#### The task
Output exactly the span of lines beginning with the one that holds "dropped before it" and ending with the last line of the data below.

#### Data for this exercise

impl Drop for InFlightGuard {
    fn drop(&mut self) {
        let Some(paragraph_id) = self.paragraph_id.take() else {
            return;
        };
        debug!(paragraph_id = %paragraph_id, "Translation dropped before it settled");
        match self.tx.try_send(SessionMessage::Abandoned(paragraph_id)) {
            Ok(()) | Err(mpsc::error::TrySendError::Closed(_)) => {}
            Err(mpsc::error::TrySendError::Full(message)) => {
                match tokio::runtime::Handle::try_current() {
                    Ok(handle) => {
                        let tx = self.tx.clone();
                        handle.spawn(async move {
                            if tx.send(message).await.is_err() {
                                debug!("Session actor gone before a dropped translation settled");
                            }
                        });
                    }
                    Err(_) => warn!("No runtime to settle a dropped translation"),
                }
            }
        }
    }
}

#### Exercise result
        debug!(paragraph_id = %paragraph_id, "Translation dropped before it settled");
        match self.tx.try_send(SessionMessage::Abandoned(paragraph_id)) {
            Ok(()) | Err(mpsc::error::TrySendError::Closed(_)) => {}
            Err(mpsc::error::TrySendError::Full(message)) => {
                match tokio::runtime::Handle::try_current() {
                    Ok(handle) => {
                        let tx = self.tx.clone();
                        handle.spawn(async move {
                            if tx.send(message).await.is_err() {
                                debug!("Session actor gone before a dropped translation settled");
                            }
                        });
                    }
                    Err(_) => warn!("No runtime to settle a dropped translation"),
                }
            }
        }
    }
}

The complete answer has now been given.